Self Employed 401(k)Posted on Tuesday, July 13th, 2004 by Eric Sewell
Solo 401(k) – Can you say ‘self-employed 401k ‘?
I was recently made aware of the “new type of 401(k) plan” or what has been referred to as the “Solo 401(k) .” Interested because I am a small business owner with my spouse, I did some gumshoe research. Here is what I learned:
The Solo 401(k) is not really a new plan created under the Internal Revenue Code or by legislation. Rather, the Solo 401(k) is the result of clever marketing by the financial services profession wanting to “sell” the idea of a 401(k) plan to the self-employed or sole-owners of small corporations who do not have employees other than immediate family. Having said that, the Solo 401(k) is worth considering because it offers an alternative to sole proprietors as well as sole owners of corporations without employees who want, or need, to save much more for retirement than SIMPLE plans and SEP IRAs offer.
The Solo 401(k) occurred as a result of changes made by the Economic Growth and Tax Relief Reconciliation Act of 2001 (2001 Tax Act). The upside of a Solo 401(k) is considerable for the self-employed due to these changes. A Solo 401(k) can now be established to maximize contributions made by sole proprietors or sole owners without the additional costs normally associated with 401(k) plans established for a group of rank and file employees at a large corporation such as Verizon or IBM. Solo 401(k) s are free from the requirement to perform nondiscrimination testing that normally applies to traditional 401(k) plans, and can be established and administered more easily and with much less expense.
A Solo 401(k) can also be extended to cover the business owner’s spouse with the same results. It can even be converted to a Mini 401(k) to cover the owner’s immediate family members allowing several family members to get the advantages available through a Solo 401(k) .
Several changes were made by the 2001 Tax Act that now make the Solo 401(k) worth reconsidering for the small business owner and entrepreneur. First, the maximum allowable annual elective deferral limit has been increased. Second, the maximum annual amount that can be contributed by the employee and employer collectively has been increased. And third, there has been an increase in the maximum deductible contribution limit along with a change in the way the deduction limit is determined.
The increase in the percentage limit from 25 percent to 100 percent has a significant potential impact for Solo 401(k) holders. This is so because the employee-owner can receive a total contribution, taking into accounts his/her salary deferral contribution and the business contribution of up to 100 percent of before-tax compensation before exceeding the limit.
For business owners that are looking for the maximum amount to contribute to a deductible account, the Solo 401(k) cannot be beat! The reason for this: annual contributions consist of two parts ? (1) 100 percent of the maximum elective deferrals (for 2004, $13,000; $16,000 for those over 50) and (2) 25 percent of employee compensation for a corporate business owner and 20 percent of self-employment income for a sole proprietor. Let’s look at a couple of examples.

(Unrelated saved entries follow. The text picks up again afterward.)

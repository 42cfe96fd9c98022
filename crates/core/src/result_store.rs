//! In-memory buffer of terminal task results, keyed by task id.
//!
//! The store is constructed once at startup and shared behind an `Arc`.
//! Reads are destructive: [`ResultStore::take`] removes the result it
//! returns under the same write lock, so a result is delivered at most once
//! even when polls race with each other or with a late duplicate callback.
//!
//! Nothing is persisted. Results that arrive for a task nobody polls are
//! bounded by the [`RetentionPolicy`] (TTL sweep and capacity cap).

use std::collections::HashMap;

use chrono::{Duration, Utc};
use tokio::sync::RwLock;

use crate::task::{PollOutcome, TaskResult};
use crate::types::{TaskId, Timestamp};

/// Bounds on how long and how many entries the store keeps.
#[derive(Debug, Clone, Default)]
pub struct RetentionPolicy {
    /// Results older than this are dropped by [`ResultStore::purge_expired`].
    /// `None` keeps them until polled.
    pub result_ttl: Option<Duration>,
    /// Maximum number of entries (results and tombstones). Inserting a new
    /// task id into a full store evicts the oldest entry. `None` is unbounded.
    pub capacity: Option<usize>,
    /// How long a drained result leaves a `consumed` tombstone behind.
    /// `None` removes the entry outright, so later polls report `pending`.
    pub consumed_retention: Option<Duration>,
}

#[derive(Debug)]
enum Slot {
    Ready(TaskResult),
    Consumed,
}

#[derive(Debug)]
struct Entry {
    slot: Slot,
    /// Write time for results, drain time for tombstones.
    stored_at: Timestamp,
}

/// What [`ResultStore::insert`] did besides storing the result.
#[derive(Debug, Clone, Default, PartialEq, Eq)]
pub struct InsertOutcome {
    /// An earlier result (or tombstone) for the same task id was overwritten.
    pub replaced: bool,
    /// Task id evicted to stay within capacity.
    pub evicted: Option<TaskId>,
}

/// Counts removed by a purge pass.
#[derive(Debug, Clone, Copy, Default, PartialEq, Eq)]
pub struct PurgeStats {
    pub results: usize,
    pub tombstones: usize,
}

impl PurgeStats {
    pub fn total(&self) -> usize {
        self.results + self.tombstones
    }
}

/// Snapshot of the store contents.
#[derive(Debug, Clone, Copy, Default, PartialEq, Eq)]
pub struct StoreStats {
    /// Results waiting to be polled.
    pub results: usize,
    /// Consumed tombstones still retained.
    pub tombstones: usize,
}

/// Task-keyed result buffer with drain-on-read semantics.
#[derive(Debug)]
pub struct ResultStore {
    entries: RwLock<HashMap<TaskId, Entry>>,
    policy: RetentionPolicy,
}

impl ResultStore {
    pub fn new(policy: RetentionPolicy) -> Self {
        Self {
            entries: RwLock::new(HashMap::new()),
            policy,
        }
    }

    pub fn policy(&self) -> &RetentionPolicy {
        &self.policy
    }

    /// Store a terminal result for `task_id`, overwriting whatever is there.
    pub async fn insert(&self, task_id: TaskId, result: TaskResult) -> InsertOutcome {
        self.insert_at(task_id, result, Utc::now()).await
    }

    async fn insert_at(&self, task_id: TaskId, result: TaskResult, now: Timestamp) -> InsertOutcome {
        let mut entries = self.entries.write().await;
        let mut outcome = InsertOutcome::default();

        if !entries.contains_key(&task_id) {
            if let Some(capacity) = self.policy.capacity {
                if capacity > 0 && entries.len() >= capacity {
                    outcome.evicted = evict_oldest(&mut entries);
                    if let Some(evicted) = &outcome.evicted {
                        tracing::warn!(
                            task_id = %evicted,
                            capacity,
                            "Result store full, evicted oldest entry"
                        );
                    }
                }
            }
        }

        let entry = Entry {
            slot: Slot::Ready(result),
            stored_at: now,
        };
        outcome.replaced = entries.insert(task_id, entry).is_some();
        outcome
    }

    /// Poll `task_id`, removing a ready result in the same critical section.
    pub async fn take(&self, task_id: &str) -> PollOutcome {
        self.take_at(task_id, Utc::now()).await
    }

    async fn take_at(&self, task_id: &str, now: Timestamp) -> PollOutcome {
        let mut entries = self.entries.write().await;

        let Some(entry) = entries.remove(task_id) else {
            return PollOutcome::Pending;
        };

        match entry.slot {
            Slot::Ready(result) => {
                if self.policy.consumed_retention.is_some() {
                    entries.insert(
                        task_id.to_string(),
                        Entry {
                            slot: Slot::Consumed,
                            stored_at: now,
                        },
                    );
                }
                PollOutcome::Ready(result)
            }
            Slot::Consumed => {
                entries.insert(
                    task_id.to_string(),
                    Entry {
                        slot: Slot::Consumed,
                        stored_at: entry.stored_at,
                    },
                );
                PollOutcome::Consumed
            }
        }
    }

    /// Drop results and tombstones that outlived their retention.
    pub async fn purge_expired(&self) -> PurgeStats {
        self.purge_expired_at(Utc::now()).await
    }

    async fn purge_expired_at(&self, now: Timestamp) -> PurgeStats {
        // A TTL reaching back past the earliest representable instant never expires.
        let result_cutoff = self
            .policy
            .result_ttl
            .and_then(|ttl| now.checked_sub_signed(ttl));
        let tombstone_cutoff = self
            .policy
            .consumed_retention
            .and_then(|ttl| now.checked_sub_signed(ttl));

        let mut stats = PurgeStats::default();
        let mut entries = self.entries.write().await;
        entries.retain(|_, entry| {
            let cutoff = match entry.slot {
                Slot::Ready(_) => result_cutoff,
                Slot::Consumed => tombstone_cutoff,
            };
            let expired = cutoff.is_some_and(|cutoff| entry.stored_at < cutoff);
            if expired {
                match entry.slot {
                    Slot::Ready(_) => stats.results += 1,
                    Slot::Consumed => stats.tombstones += 1,
                }
            }
            !expired
        });
        stats
    }

    pub async fn stats(&self) -> StoreStats {
        let entries = self.entries.read().await;
        let tombstones = entries
            .values()
            .filter(|e| matches!(e.slot, Slot::Consumed))
            .count();
        StoreStats {
            results: entries.len() - tombstones,
            tombstones,
        }
    }

    /// Total number of entries, tombstones included.
    pub async fn len(&self) -> usize {
        self.entries.read().await.len()
    }

    pub async fn is_empty(&self) -> bool {
        self.entries.read().await.is_empty()
    }
}

impl Default for ResultStore {
    fn default() -> Self {
        Self::new(RetentionPolicy::default())
    }
}

/// Remove the entry with the earliest `stored_at`. Ties break on task id so
/// eviction order is deterministic.
fn evict_oldest(entries: &mut HashMap<TaskId, Entry>) -> Option<TaskId> {
    let oldest = entries
        .iter()
        .min_by(|(a_id, a), (b_id, b)| a.stored_at.cmp(&b.stored_at).then_with(|| a_id.cmp(b_id)))
        .map(|(id, _)| id.clone())?;
    entries.remove(&oldest);
    Some(oldest)
}
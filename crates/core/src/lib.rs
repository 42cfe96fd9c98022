//! Domain types and the callback/poll result buffer for the RAG bridge.
//!
//! - [`result_store::ResultStore`] holds one terminal result per task id and
//!   drains it on read.
//! - [`bridge`] implements the validated ingest and poll operations on top
//!   of the store.
//! - [`task`] defines the result and poll outcome types.

pub mod bridge;
pub mod error;
pub mod result_store;
pub mod task;
pub mod task_events;
pub mod types;
//! In-process event bus backed by a `tokio::sync::broadcast` channel.
//!
//! [`EventBus`] is the publish/subscribe hub for [`TaskEvent`]s. It is
//! designed to be shared via `Arc<EventBus>` across the application.

use chrono::{DateTime, Utc};
use ragbridge_core::task::TaskResult;
use ragbridge_core::types::TaskId;
use serde::{Deserialize, Serialize};
use tokio::sync::broadcast;

// ---------------------------------------------------------------------------
// TaskEvent
// ---------------------------------------------------------------------------

/// A task reached a terminal state (its callback arrived).
#[derive(Debug, Clone, PartialEq, Serialize, Deserialize)]
pub struct TaskEvent {
    /// Dot-separated event name: `"task.completed"` or `"task.failed"`.
    pub event_type: String,

    pub task_id: TaskId,

    /// Result payload for completed tasks.
    pub payload: Option<serde_json::Value>,

    /// Failure message for failed tasks.
    pub error_message: Option<String>,

    /// When the callback was received (UTC).
    pub timestamp: DateTime<Utc>,
}

impl TaskEvent {
    /// Build the event announcing `result` for `task_id`.
    pub fn from_result(task_id: impl Into<TaskId>, result: &TaskResult) -> Self {
        let (payload, error_message) = match result {
            TaskResult::Completed { payload } => (Some(payload.clone()), None),
            TaskResult::Error { error_message } => (None, Some(error_message.clone())),
        };

        Self {
            event_type: result.event_type().to_string(),
            task_id: task_id.into(),
            payload,
            error_message,
            timestamp: Utc::now(),
        }
    }
}

// ---------------------------------------------------------------------------
// EventBus
// ---------------------------------------------------------------------------

/// Default buffer capacity for the broadcast channel.
const DEFAULT_CAPACITY: usize = 1024;

/// In-process fan-out event bus.
///
/// # Usage
///
/// ```rust
/// use ragbridge_core::task::TaskResult;
/// use ragbridge_events::bus::{EventBus, TaskEvent};
///
/// let bus = EventBus::default();
/// let mut rx = bus.subscribe();
///
/// let result = TaskResult::Completed { payload: serde_json::json!("done") };
/// bus.publish(TaskEvent::from_result("t1", &result));
/// ```
pub struct EventBus {
    sender: broadcast::Sender<TaskEvent>,
}

impl EventBus {
    /// Create a bus with a specific channel capacity.
    ///
    /// When the buffer is full, the oldest un-consumed messages are dropped
    /// and slow receivers will observe a `RecvError::Lagged`.
    pub fn new(capacity: usize) -> Self {
        let (sender, _) = broadcast::channel(capacity);
        Self { sender }
    }

    /// Publish an event to all current subscribers.
    ///
    /// With no subscribers the event is dropped; the poll endpoint remains
    /// the source of truth for results.
    pub fn publish(&self, event: TaskEvent) {
        // Ignore the SendError: it only means there are zero receivers.
        if self.sender.send(event).is_err() {
            tracing::trace!("Task event published with no subscribers");
        }
    }

    /// Subscribe to all events published on this bus.
    pub fn subscribe(&self) -> broadcast::Receiver<TaskEvent> {
        self.sender.subscribe()
    }

    pub fn subscriber_count(&self) -> usize {
        self.sender.receiver_count()
    }
}

impl Default for EventBus {
    fn default() -> Self {
        Self::new(DEFAULT_CAPACITY)
    }
}

// ---------------------------------------------------------------------------
// Tests
// ---------------------------------------------------------------------------
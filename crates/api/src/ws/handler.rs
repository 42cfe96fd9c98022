use std::sync::Arc;

use axum::extract::ws::{Message, WebSocket, WebSocketUpgrade};
use axum::extract::State;
use axum::response::IntoResponse;
use futures::{SinkExt, StreamExt};
use serde::Deserialize;

use crate::state::AppState;
use crate::ws::manager::WsManager;

/// Control messages a browser client may send.
#[derive(Debug, PartialEq, Eq, Deserialize)]
#[serde(tag = "type", rename_all = "snake_case")]
pub enum ClientMessage {
    Subscribe {
        #[serde(rename = "taskId", alias = "task_id")]
        task_id: String,
    },
    Unsubscribe {
        #[serde(rename = "taskId", alias = "task_id")]
        task_id: String,
    },
}

/// HTTP handler that upgrades the connection to WebSocket.
pub async fn ws_handler(ws: WebSocketUpgrade, State(state): State<AppState>) -> impl IntoResponse {
    ws.on_upgrade(move |socket| handle_socket(socket, state.ws_manager))
}

/// Manage a single WebSocket connection after upgrade.
///
/// Splits the socket into a sink (outbound) and stream (inbound), then:
///   1. Registers the connection with `WsManager`.
///   2. Spawns a sender task that forwards messages from the manager channel.
///   3. Applies subscribe/unsubscribe messages on the current task.
///   4. Cleans up on disconnect.
async fn handle_socket(socket: WebSocket, ws_manager: Arc<WsManager>) {
    let conn_id = uuid::Uuid::new_v4().to_string();
    tracing::info!(conn_id = %conn_id, "WebSocket connected");

    let mut rx = ws_manager.add(conn_id.clone()).await;

    let (mut sink, mut stream) = socket.split();

    let sender_conn_id = conn_id.clone();
    let send_task = tokio::spawn(async move {
        while let Some(msg) = rx.recv().await {
            if sink.send(msg).await.is_err() {
                tracing::debug!(conn_id = %sender_conn_id, "WebSocket sink closed");
                break;
            }
        }
    });

    while let Some(result) = stream.next().await {
        match result {
            Ok(Message::Close(_)) => break,
            Ok(Message::Pong(_)) => {
                tracing::trace!(conn_id = %conn_id, "Pong received");
            }
            Ok(Message::Text(text)) => match serde_json::from_str::<ClientMessage>(text.as_str()) {
                Ok(ClientMessage::Subscribe { task_id }) => {
                    tracing::debug!(conn_id = %conn_id, task_id = %task_id, "Subscribed to task");
                    ws_manager.subscribe(&conn_id, task_id).await;
                }
                Ok(ClientMessage::Unsubscribe { task_id }) => {
                    tracing::debug!(conn_id = %conn_id, task_id = %task_id, "Unsubscribed from task");
                    ws_manager.unsubscribe(&conn_id, &task_id).await;
                }
                Err(e) => {
                    tracing::debug!(conn_id = %conn_id, error = %e, "Ignoring unrecognised client message");
                }
            },
            Ok(_) => {}
            Err(e) => {
                tracing::debug!(conn_id = %conn_id, error = %e, "WebSocket receive error");
                break;
            }
        }
    }

    ws_manager.remove(&conn_id).await;
    send_task.abort();
    tracing::info!(conn_id = %conn_id, "WebSocket disconnected");
}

For 2004, Jane Dough, age 51, who is the sole shareholder and sole employee of Jane Dough, Inc. is paid a salary of $40,000. The maximum deductible contribution that can be made to the Jane Dough, Inc. 401(k) plan on behalf of Jane Dough is $26,000 calculated as follows: $13,000 maximum elective deferral contribution + $3,000 maximum catch-up contribution + 25 percent of $40,000 = $26,000.
For 2004, assuming the same facts as above, with the exception being that Jane Dough is the sole employee of her sole proprietorship, Jane Dough Company, the maximum deductible contribution is $32,000 calculated as follows: $13,000 + $3,000 maximum catch up contribution for being over 50 + 20 percent of 40,000 = $24,000.
Before the 2001 Tax Act, sole owners of small businesses did not set up Solo 401(k) s because they could get the same deduction by establishing an employer pay all profit-sharing plan. For comparison, if Jane Dough, Inc. established an employer pay all profit-sharing plan in 2004, the maximum deductible contribution that could be made to the plan would be around $10,000 ? a significant difference from the $26,000 discussed above as a corporation or $24,000 in the case of a sole proprietor.
Bottom line: Based on the contribution limits for SEPs and SIMPLEs for 2004, the sole owner of a business or a sole proprietor can shelter more money from taxes with a Solo 401(k) plan than with either of these plans. And that is something Jane Dough can take to the bank! So if one has an idea for a side business to supplement his/her 9 to 5 job and it gets off the ground (has positive cash flow), a Solo 401(k) may be a worthwhile consideration.